The certain failure of a UN statehood initiative has set the stage for a vast outpouring of frustration when the Palestinians realize nothing has changed. This could seriously undermine the already tenuous legitimacy Abbas’ Fatah government possesses. Since the PA has established a false narrative that claims Palestinian attempts at conciliation with Israel were rejected — a palpable lie because it was Yasir Arafat who rejected Israeli offers of a Palestinian state in 2000 and 2001 and Abbas himself who did so in 2008 — the inevitable disappointment that will follow the UN vote will only strengthen the position of Fatah’s Hamas rivals. Though Israel and to a lesser extent the United States will take a beating in the court of international public opinion following a General Assembly vote, it is the PA that will suffer most.
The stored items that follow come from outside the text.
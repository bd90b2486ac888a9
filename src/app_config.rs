use crate::domain::GeoOrigin;
use crate::placement::ScenePlacement;
use config::{Config, ConfigError};
use serde::Deserialize;
use std::time::Duration;

#[derive(Debug, Deserialize)]
pub struct AppConfig {
    core: Core,
    scene: Scene,
    tracker: Tracker,
}

impl AppConfig {
    pub fn load() -> Result<Self, ConfigError> {
        Config::builder()
            .add_source(config::File::with_name("config").required(true))
            .add_source(config::File::with_name("config_local").required(false))
            .add_source(config::Environment::with_prefix("SIMWORLD").separator("__"))
            .build()?
            .try_deserialize()
    }

    pub fn core(&self) -> &Core {
        &self.core
    }

    pub fn scene(&self) -> &Scene {
        &self.scene
    }

    pub fn tracker(&self) -> &Tracker {
        &self.tracker
    }
}

#[derive(Debug, Deserialize)]
pub struct Core {
    store_buffer_size: usize,
    fix_buffer_size: usize,
}

impl Core {
    pub fn store_buffer_size(&self) -> usize {
        self.store_buffer_size
    }

    pub fn fix_buffer_size(&self) -> usize {
        self.fix_buffer_size
    }
}

#[derive(Debug, Deserialize)]
pub struct Scene {
    origin: GeoOrigin,
    #[serde(default)]
    rotation_degrees: f64,
    scale: f64,
    min_marker_height: f64,
}

impl Scene {
    pub fn origin(&self) -> &GeoOrigin {
        &self.origin
    }

    pub fn rotation_degrees(&self) -> f64 {
        self.rotation_degrees
    }

    pub fn placement(&self) -> ScenePlacement {
        ScenePlacement::new(self.scale, self.min_marker_height)
    }
}

#[derive(Debug, Deserialize)]
pub struct Tracker {
    #[serde(with = "humantime_serde")]
    stale_after: Duration,
    #[serde(default)]
    max_accuracy_m: Option<f64>,
}

impl Tracker {
    pub fn stale_after(&self) -> Duration {
        self.stale_after
    }

    pub fn max_accuracy_m(&self) -> Option<f64> {
        self.max_accuracy_m
    }
}

#[cfg(test)]
pub struct AppConfigBuilder {
    config: AppConfig,
}

#[cfg(test)]
impl AppConfigBuilder {
    pub fn new() -> Self {
        AppConfigBuilder {
            config: AppConfig {
                core: Core {
                    store_buffer_size: 1,
                    fix_buffer_size: 1,
                },
                scene: Scene {
                    origin: GeoOrigin::new(24.942349, 121.367164),
                    rotation_degrees: 0.0,
                    scale: 1.0,
                    min_marker_height: 10.0,
                },
                tracker: Tracker {
                    stale_after: Duration::from_secs(30),
                    max_accuracy_m: None,
                },
            },
        }
    }

    pub fn rotation_degrees(mut self, rotation_degrees: f64) -> Self {
        self.config.scene.rotation_degrees = rotation_degrees;
        self
    }

    pub fn scale(mut self, scale: f64) -> Self {
        self.config.scene.scale = scale;
        self
    }

    pub fn max_accuracy_m(mut self, max_accuracy_m: f64) -> Self {
        self.config.tracker.max_accuracy_m = Some(max_accuracy_m);
        self
    }

    pub fn stale_after(mut self, stale_after: Duration) -> Self {
        self.config.tracker.stale_after = stale_after;
        self
    }

    pub fn build(self) -> AppConfig {
        self.config
    }
}
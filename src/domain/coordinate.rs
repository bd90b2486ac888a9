use thiserror::Error;

pub const MIN_LATITUDE: f64 = -90.0;
pub const MAX_LATITUDE: f64 = 90.0;
pub const MIN_LONGITUDE: f64 = -180.0;
pub const MAX_LONGITUDE: f64 = 180.0;

#[derive(Error, Debug, PartialEq)]
pub enum CoordinateError {
    #[error("invalid coordinate {field}: {value}, {reason}")]
    InvalidCoordinate {
        field: &'static str,
        value: f64,
        reason: &'static str,
    },
}

pub fn validate_latitude(latitude: f64) -> Result<f64, CoordinateError> {
    validate_range("latitude", latitude, MIN_LATITUDE, MAX_LATITUDE, "must be between -90 and 90")
}

pub fn validate_longitude(longitude: f64) -> Result<f64, CoordinateError> {
    validate_range("longitude", longitude, MIN_LONGITUDE, MAX_LONGITUDE, "must be between -180 and 180")
}

pub fn validate_altitude(altitude: f64) -> Result<f64, CoordinateError> {
    validate_finite("altitude", altitude)
}

pub(crate) fn validate_finite(field: &'static str, value: f64) -> Result<f64, CoordinateError> {
    if !value.is_finite() {
        return Err(CoordinateError::InvalidCoordinate {
            field,
            value,
            reason: "must be a finite number",
        });
    }

    Ok(value)
}

fn validate_range(field: &'static str, value: f64, min: f64, max: f64, reason: &'static str) -> Result<f64, CoordinateError> {
    let value = validate_finite(field, value)?;
    if !(min..=max).contains(&value) {
        return Err(CoordinateError::InvalidCoordinate { field, value, reason });
    }

    Ok(value)
}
The one party that would benefit from a post-September conflagration is Hamas. Under Hamas, Gaza has become the true face of Palestinian independence. Unlike Fatah in the West Bank, the terrorist group’s power is untrammeled. Though it retains the ability to launch terror attacks against Israel whenever it wants, Hamas represents a greater threat to the PA than to the Jewish state. The endgame of a third intifada will not be a Palestinian state or a reinvigorated peace process but a crippled Fatah that will be more dependent than ever on Israel and a strengthened Hamas.

That is why the PA has spent much of the summer hinting privately at their desire to avoid the confrontation in New York that they planned themselves. The problem for Abbas is the process he began is not so easily derailed. Abbas would clearly like to be able to find a way to avoid a diplomatic confrontation with the United States (and the possibility of a cutoff of American aid), but if the price of doing so is resuming negotiations with Israel, that will be just as problematic.

Seen in this light, rather than the U.S. seeking to bribe the Palestinians, it is Abbas who should be the supplicant. Though Israel will be battered in the UN debate, Abbas and Fatah are the biggest potential losers of this affair. The Obama administration should realize this and act accordingly.